Search code examples
pythonxpathlxml

Using XPath with Python's lxml module, how to validate a node's path?


I'm using XPath with Python's lxml module, and have the following xml code.

<library>
  <section1>
    <book>
      <title>Harry Potter</title>
      <author>J.K. Rowling</author>
    </book>
  </section1>
  <section2>
    <book>
      <title>Sapiens</title>
      <author>Yuval Noah Harari</author>
    </book>
  </section2>
</library>

Now I have some title nodes: titles = root.xpath('//title'). How to validate if a title is a descendant of the child node section1 of the root of the xml? For some reason I have to get the titles first with //title, then do the validation, rather than find them directly by their full xml paths.

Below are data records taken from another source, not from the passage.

//! # xrt-text
//!
//! Text primitives shared by the rest of the workspace:
//! - `WideString` / `WideStr`: strings of wide characters, one `u32` unit per
//!   character (the POSIX `wchar_t` layout)
//! - narrow/wide conversion
//! - character-case transforms that always return a fresh owned copy
//! - formatted-length measuring without allocating
//!
//! # Example
//!
//! ```rust
//! use xrt_text::{narrow_to_wide, wide_to_narrow, case};
//!
//! let wide = narrow_to_wide("Hello");
//! assert_eq!(wide.len(), 5);
//!
//! let upper = case::wide_to_upper(&wide);
//! assert_eq!(wide_to_narrow(&upper).unwrap(), "HELLO");
//! ```

pub mod case;
mod error;
pub mod measure;
mod wide;

pub use error::TextError;
pub use measure::{formatted_len, formatted_wide_len};
pub use wide::{narrow_to_wide, wide_to_narrow, WideStr, WideString};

The validation code should be like this:

titles = root.xpath('//title')
if title.xpath('.[ancestor::/library/section1]'):
    do_sth()

The above code results in a XPathEvalError: Invalid expression.


Solution

  • As for your attempt to write a relative XPath, in XPath 1.0 (which lxml supports), you can use e.g.

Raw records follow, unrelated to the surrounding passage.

//! Capacity Manager.
//!
//! Each backing array of the store is a [`GrowableArray`]. Capacity starts at
//! a base (4 unless configured) and doubles until it covers the request.
//! Every slot up to the capacity exists and holds `E::default()` until it is
//! written, so "empty" is always observable as the default value.
//!
//! Arrays grow independently: growing one never touches another.

use tracing::{trace, warn};

use crate::error::{ArrayKind, StoreError};
use crate::invariant::assume;

pub const BASE_CAPACITY: usize = 4;

/// Smallest doubling of `current` (or of `base` when `current` is zero) that
/// is at least `min`. `None` on overflow.
pub fn next_capacity(current: usize, base: usize, min: usize) -> Option<usize> {
    if current >= min {
        return Some(current);
    }
    let mut capacity = if current == 0 { base.max(1) } else { current };
    while capacity < min {
        capacity = capacity.checked_mul(2)?;
    }
    Some(capacity)
}

/// A contiguous array with an explicit capacity and a separate length.
///
/// `items.len()` is the capacity; positions at or past `len` are default.
#[derive(Debug)]
pub(crate) struct GrowableArray<E> {
    kind: ArrayKind,
    items: Vec<E>,
    len: usize,
    base: usize,
    limit: Option<usize>,
}

impl<E: Default> GrowableArray<E> {
    pub fn new(kind: ArrayKind, base: usize, limit: Option<usize>) -> Self {
        Self {
            kind,
            items: Vec::new(),
            len: 0,
            base,
            limit,
        }
    }

    pub fn len(&self) -> usize {
        self.len
    }

    pub fn capacity(&self) -> usize {
        self.items.len()
    }

    /// Grow so that at least `min` elements fit.
    ///
    /// On failure nothing changes.
    pub fn ensure_capacity(&mut self, min: usize) -> Result<(), StoreError> {
        let current = self.capacity();
        if current >= min {
            return Ok(());
        }

        let mut target = next_capacity(current, self.base, min)
            .ok_or(StoreError::CapacityOverflow { array: self.kind })?;

        if let Some(limit) = self.limit {
            if min > limit {
                warn!(array = %self.kind, min, limit, "capacity limit reached");
                return Err(StoreError::CapacityExceeded {
                    array: self.kind,
                    requested: min,
                    limit,
                });
            }
            target = target.min(limit);
        }

        self.items
            .try_reserve_exact(target - current)
            .map_err(|source| {
                warn!(array = %self.kind, target, "allocation failed");
                StoreError::AllocationFailed {
                    array: self.kind,
                    source,
                }
            })?;
        self.items.resize_with(target, E::default);

        trace!(array = %self.kind, from = current, to = target, "grew backing array");
        Ok(())
    }

    /// Make room for one more element.
    pub fn reserve_one(&mut self) -> Result<(), StoreError> {
        let min = self
            .len
            .checked_add(1)
            .ok_or(StoreError::CapacityOverflow { array: self.kind })?;
        self.ensure_capacity(min)
    }

    /// Append into capacity made by a successful [`reserve_one`](Self::reserve_one).
    pub fn push_reserved(&mut self, item: E) -> usize {
        assume!(
            self.len < self.items.len(),
            "{} push past capacity {}",
            self.kind,
            self.items.len()
        );
        let at = self.len;
        self.items[at] = item;
        self.len += 1;
        at
    }

    /// Append, handing the item back if the array cannot grow.
    pub fn try_push(&mut self, item: E) -> Result<usize, (E, StoreError)> {
        match self.reserve_one() {
            Ok(()) => Ok(self.push_reserved(item)),
            Err(error) => Err((item, error)),
        }
    }

    /// Take the last element, leaving its slot default.
    pub fn pop(&mut self) -> Option<E> {
        if self.len == 0 {
            return None;
        }
        self.len -= 1;
        Some(std::mem::take(&mut self.items[self.len]))
    }

    /// Take the element at `index` and shift everything after it down by one.
    /// The vacated last slot is left default.
    pub fn remove(&mut self, index: usize) -> Option<E> {
        if index >= self.len {
            return None;
        }
        let removed = std::mem::take(&mut self.items[index]);
        self.items[index..self.len].rotate_left(1);
        self.len -= 1;
        Some(removed)
    }

    /// Keep the elements for which `keep` returns true, preserving order.
    /// `keep` may modify the elements it sees.
    pub fn retain(&mut self, mut keep: impl FnMut(&mut E) -> bool) {
        let mut kept = 0;
        for i in 0..self.len {
            if keep(&mut self.items[i]) {
                self.items.swap(kept, i);
                kept += 1;
            }
        }
        for slot in &mut self.items[kept..self.len] {
            *slot = E::default();
        }
        self.len = kept;
    }

    pub fn get(&self, index: usize) -> Option<&E> {
        self.as_slice().get(index)
    }

    pub fn get_mut(&mut self, index: usize) -> Option<&mut E> {
        self.items[..self.len].get_mut(index)
    }

    pub fn as_slice(&self) -> &[E] {
        &self.items[..self.len]
    }
}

    from lxml import etree as ET
    
    root = ET.parse('librarySample1.xml')
    
    titles = root.xpath('//title')
    
    for title in titles:
        if title.xpath('self::node()[ancestor::section1/parent::library]'):
            print(title)
    

    Or switch to the current version of XPath, XPath 3.1 by using saxonche where you can use e.g.

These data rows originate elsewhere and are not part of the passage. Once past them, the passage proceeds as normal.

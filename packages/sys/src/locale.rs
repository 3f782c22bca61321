//! Locale selection with a UTF-8 fallback chain.
//!
//! Every selection tries, in order: the requested name (when given and not
//! empty), each entry of [`UTF8_ALIASES`], the platform default `""`, and
//! finally `"C"`. The first name the C runtime accepts wins.
//!
//! `setlocale` mutates process-wide state and its result pointer is only valid
//! until the next call, so all calls here go through one lock.

use std::ffi::{CStr, CString};
use std::fmt;
use std::str::FromStr;
use std::sync::{Mutex, PoisonError};

use tracing::{debug, trace};
use xrt_text::{WideStr, WideString};

use crate::error::{Result, SysError};

pub const UTF8_ALIASES: [&str; 7] = [
    "C.UTF-8",
    "en_US.UTF-8",
    "UTF-8",
    ".UTF8",
    ".utf8",
    "utf-8",
    ".65001",
];

static LOCALE_LOCK: Mutex<()> = Mutex::new(());

#[derive(Debug, Clone, Copy, PartialEq, Eq, Hash)]
pub enum Category {
    All,
    Collate,
    CType,
    Monetary,
    Numeric,
    Time,
    Messages,
}

impl Category {
    pub const ALL: [Category; 7] = [
        Category::All,
        Category::Collate,
        Category::CType,
        Category::Monetary,
        Category::Numeric,
        Category::Time,
        Category::Messages,
    ];

    pub fn name(self) -> &'static str {
        match self {
            Category::All => "LC_ALL",
            Category::Collate => "LC_COLLATE",
            Category::CType => "LC_CTYPE",
            Category::Monetary => "LC_MONETARY",
            Category::Numeric => "LC_NUMERIC",
            Category::Time => "LC_TIME",
            Category::Messages => "LC_MESSAGES",
        }
    }

    /// The `LC_*` constant for `setlocale`.
    pub fn as_raw(self) -> libc::c_int {
        match self {
            Category::All => libc::LC_ALL,
            Category::Collate => libc::LC_COLLATE,
            Category::CType => libc::LC_CTYPE,
            Category::Monetary => libc::LC_MONETARY,
            Category::Numeric => libc::LC_NUMERIC,
            Category::Time => libc::LC_TIME,
            Category::Messages => libc::LC_MESSAGES,
        }
    }

    /// The `LC_*_MASK` constant for `newlocale`.
    pub fn mask(self) -> libc::c_int {
        match self {
            Category::All => libc::LC_ALL_MASK,
            Category::Collate => libc::LC_COLLATE_MASK,
            Category::CType => libc::LC_CTYPE_MASK,
            Category::Monetary => libc::LC_MONETARY_MASK,
            Category::Numeric => libc::LC_NUMERIC_MASK,
            Category::Time => libc::LC_TIME_MASK,
            Category::Messages => libc::LC_MESSAGES_MASK,
        }
    }
}

impl fmt::Display for Category {
    fn fmt(&self, f: &mut fmt::Formatter<'_>) -> fmt::Result {
        f.write_str(self.name())
    }
}

impl FromStr for Category {
    type Err = SysError;

    /// Accepts `all`, `ctype`, `LC_TIME` and the like, in any case.
    fn from_str(s: &str) -> Result<Self> {
        let lower = s.to_ascii_lowercase();
        let bare = lower.strip_prefix("lc_").unwrap_or(&lower);
        Category::ALL
            .into_iter()
            .find(|c| c.name()[3..].eq_ignore_ascii_case(bare))
            .ok_or_else(|| SysError::invalid(format!("unknown locale category {s:?}")))
    }
}

/// Names to try for `requested`, in order.
fn candidates(requested: Option<&str>) -> impl Iterator<Item = &str> {
    requested
        .filter(|name| !name.is_empty())
        .into_iter()
        .chain(UTF8_ALIASES)
        .chain(["", "C"])
}

/// Call `setlocale`. Must run under `LOCALE_LOCK`.
fn setlocale_raw(category: Category, name: Option<&CStr>) -> Option<String> {
    let ptr = name.map_or(std::ptr::null(), CStr::as_ptr);
    // SAFETY: `ptr` is null or a valid NUL-terminated string that outlives
    // the call.
    let ret = unsafe { libc::setlocale(category.as_raw(), ptr) };
    if ret.is_null() {
        return None;
    }
    // SAFETY: a non-null result is a NUL-terminated string that stays valid
    // until the next setlocale call, which the caller's lock excludes.
    Some(unsafe { CStr::from_ptr(ret) }.to_string_lossy().into_owned())
}

/// Select a locale for `category`, falling back as described in the module
/// docs. Returns the name the C runtime reports for the selected locale.
pub fn set_locale(category: Category, requested: Option<&str>) -> Result<String> {
    let _lock = LOCALE_LOCK.lock().unwrap_or_else(PoisonError::into_inner);
    for name in candidates(requested) {
        let Ok(c_name) = CString::new(name) else {
            trace!(name, "skipping locale name with interior NUL");
            continue;
        };
        match setlocale_raw(category, Some(c_name.as_c_str())) {
            Some(active) => {
                debug!(%category, ?requested, tried = name, %active, "selected locale");
                return Ok(active);
            }
            None => trace!(%category, name, "locale rejected"),
        }
    }
    Err(SysError::Locale {
        category,
        requested: requested.map(str::to_owned),
    })
}

/// Wide-string form of [`set_locale`]. A requested name that cannot be
/// converted to a narrow string is skipped in favor of the fallbacks.
pub fn set_locale_wide(category: Category, requested: Option<&WideStr>) -> Result<WideString> {
    let narrow = requested.and_then(|name| match name.try_to_string() {
        Ok(name) => Some(name),
        Err(err) => {
            debug!(%err, "requested locale name is not representable, using fallbacks");
            None
        }
    });
    set_locale(category, narrow.as_deref()).map(WideString::from)
}

/// The locale currently selected for `category`.
pub fn current_locale(category: Category) -> Result<String> {
    let _lock = LOCALE_LOCK.lock().unwrap_or_else(PoisonError::into_inner);
    setlocale_raw(category, None).ok_or(SysError::Locale {
        category,
        requested: None,
    })
}

/// Put every category into a UTF-8 locale.
pub fn init_console_utf8() -> Result<String> {
    set_locale(Category::All, Some(UTF8_ALIASES[0]))
}

/// An owned `newlocale` handle, freed on drop.
///
/// Unlike [`set_locale`] this leaves the process locale alone; the handle is
/// for the `*_l` family of C functions.
#[derive(Debug)]
pub struct Locale {
    raw: libc::locale_t,
    category: Category,
    name: String,
}

impl Locale {
    pub fn new(category: Category, requested: Option<&str>) -> Result<Self> {
        for name in candidates(requested) {
            let Ok(c_name) = CString::new(name) else {
                continue;
            };
            // SAFETY: `c_name` is NUL-terminated and a null base asks for a
            // fresh object.
            let raw = unsafe {
                libc::newlocale(category.mask(), c_name.as_ptr(), std::ptr::null_mut())
            };
            if !raw.is_null() {
                debug!(%category, name, "created locale object");
                return Ok(Locale {
                    raw,
                    category,
                    name: name.to_string(),
                });
            }
            trace!(%category, name, "newlocale rejected name");
        }
        Err(SysError::Locale {
            category,
            requested: requested.map(str::to_owned),
        })
    }

    pub fn category(&self) -> Category {
        self.category
    }

    /// The candidate name that was accepted. Empty means the platform default.
    pub fn name(&self) -> &str {
        &self.name
    }

    pub fn as_raw(&self) -> libc::locale_t {
        self.raw
    }
}

impl Drop for Locale {
    fn drop(&mut self) {
        // SAFETY: `raw` came from a successful newlocale and is freed once.
        unsafe { libc::freelocale(self.raw) };
    }
}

    from saxonche import PySaxonProcessor
    
    with PySaxonProcessor() as saxon_proc:
        xpath_proc = saxon_proc.new_xpath_processor()
    
        xpath_proc.set_context(xdm_item=saxon_proc.parse_xml(xml_file_name='librarySample1.xml'))
    
        titles = xpath_proc.evaluate('//title')
    
        for title in titles:
            xpath_proc.set_context(xdm_item=title)
            if xpath_proc.evaluate_single('.[ancestor::section1/parent::library]'):
                print(title)